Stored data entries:
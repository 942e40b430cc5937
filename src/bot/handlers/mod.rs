use crate::bot::{AppState, commands, interactions};
use crate::database::queries;
use crate::feishu::message::{CardCallback, IncomingMessage};
use crate::utils::time::format_now;
use axum::Json;
use axum::body::Bytes;
use axum::extract::State;
use serde_json::{Value, json};

const UNKNOWN_USER: &str = "未知用户";

// The platform retries on transport errors, so both endpoints answer with
// this fixed shape no matter what happened internally.
fn ack_ok() -> Json<Value> {
    Json(json!({"code": 0, "message": "ok"}))
}

fn ack_internal_error() -> Json<Value> {
    Json(json!({"code": 500, "message": "internal error"}))
}

fn display_name(name: &str) -> &str {
    if name.is_empty() { UNKNOWN_USER } else { name }
}

/// POST /bot/message — inbound text events.
pub async fn message_webhook(State(state): State<AppState>, body: Bytes) -> Json<Value> {
    let message: IncomingMessage = match serde_json::from_slice(&body) {
        Ok(message) => message,
        Err(e) => {
            tracing::warn!("Ignoring malformed message payload: {}", e);
            return ack_ok();
        }
    };

    if message.msg_type != "text" {
        return ack_ok();
    }

    let user_id = message.sender.user_id;
    let user_name = display_name(&message.sender.sender_id.name).to_string();
    tracing::info!("Message from {}: {:?}", user_name, message.text.content);

    queries::register_user(&state.pool, &user_id, &user_name).await;

    let command = commands::parse_command(&message.text.content);
    match commands::handle_command(&state, &user_id, &user_name, command).await {
        Ok(()) => ack_ok(),
        Err(e) => {
            tracing::error!("Failed to handle message: {}", e);
            ack_internal_error()
        }
    }
}

/// POST /bot/callback — interactive-card button presses.
pub async fn card_callback(State(state): State<AppState>, body: Bytes) -> Json<Value> {
    let callback: CardCallback = match serde_json::from_slice(&body) {
        Ok(callback) => callback,
        Err(e) => {
            tracing::warn!("Ignoring malformed callback payload: {}", e);
            return ack_ok();
        }
    };

    if callback.event_type != "interactive" {
        return ack_ok();
    }

    let Some(action) = callback.action.card_action() else {
        tracing::info!("Ignoring unknown card action: {}", callback.action.value);
        return ack_ok();
    };

    let user_id = callback.operator.user_id;
    let user_name = display_name(&callback.operator.name).to_string();
    tracing::info!("Card action from {}: {:?}", user_name, action);

    match interactions::handle_card_action(&state, &user_id, &user_name, action).await {
        Ok(()) => ack_ok(),
        Err(e) => {
            tracing::error!("Failed to handle callback: {}", e);
            ack_internal_error()
        }
    }
}

/// GET /health
pub async fn health() -> Json<Value> {
    Json(json!({
        "status": "ok",
        "message": "飞书考勤机器人运行中",
        "admin_url": "/",
        "time": format_now(),
    }))
}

- **Required work**
Write the entries above out again. Match them exactly.

- **Solution for this task**
repository 942e40b430cc5937
filename src/bot/handlers/mod.rs
use crate::bot::{AppState, commands, interactions};
use crate::database::queries;
use crate::feishu::message::{CardCallback, IncomingMessage};
use crate::utils::time::format_now;
use axum::Json;
use axum::body::Bytes;
use axum::extract::State;
use serde_json::{Value, json};

const UNKNOWN_USER: &str = "未知用户";

// The platform retries on transport errors, so both endpoints answer with
// this fixed shape no matter what happened internally.
fn ack_ok() -> Json<Value> {
    Json(json!({"code": 0, "message": "ok"}))
}

fn ack_internal_error() -> Json<Value> {
    Json(json!({"code": 500, "message": "internal error"}))
}

fn display_name(name: &str) -> &str {
    if name.is_empty() { UNKNOWN_USER } else { name }
}

/// POST /bot/message — inbound text events.
pub async fn message_webhook(State(state): State<AppState>, body: Bytes) -> Json<Value> {
    let message: IncomingMessage = match serde_json::from_slice(&body) {
        Ok(message) => message,
        Err(e) => {
            tracing::warn!("Ignoring malformed message payload: {}", e);
            return ack_ok();
        }
    };

    if message.msg_type != "text" {
        return ack_ok();
    }

    let user_id = message.sender.user_id;
    let user_name = display_name(&message.sender.sender_id.name).to_string();
    tracing::info!("Message from {}: {:?}", user_name, message.text.content);

    queries::register_user(&state.pool, &user_id, &user_name).await;

    let command = commands::parse_command(&message.text.content);
    match commands::handle_command(&state, &user_id, &user_name, command).await {
        Ok(()) => ack_ok(),
        Err(e) => {
            tracing::error!("Failed to handle message: {}", e);
            ack_internal_error()
        }
    }
}

/// POST /bot/callback — interactive-card button presses.
pub async fn card_callback(State(state): State<AppState>, body: Bytes) -> Json<Value> {
    let callback: CardCallback = match serde_json::from_slice(&body) {
        Ok(callback) => callback,
        Err(e) => {
            tracing::warn!("Ignoring malformed callback payload: {}", e);
            return ack_ok();
        }
    };

    if callback.event_type != "interactive" {
        return ack_ok();
    }

    let Some(action) = callback.action.card_action() else {
        tracing::info!("Ignoring unknown card action: {}", callback.action.value);
        return ack_ok();
    };

    let user_id = callback.operator.user_id;
    let user_name = display_name(&callback.operator.name).to_string();
    tracing::info!("Card action from {}: {:?}", user_name, action);

    match interactions::handle_card_action(&state, &user_id, &user_name, action).await {
        Ok(()) => ack_ok(),
        Err(e) => {
            tracing::error!("Failed to handle callback: {}", e);
            ack_internal_error()
        }
    }
}

/// GET /health
pub async fn health() -> Json<Value> {
    Json(json!({
        "status": "ok",
        "message": "飞书考勤机器人运行中",
        "admin_url": "/",
        "time": format_now(),
    }))
}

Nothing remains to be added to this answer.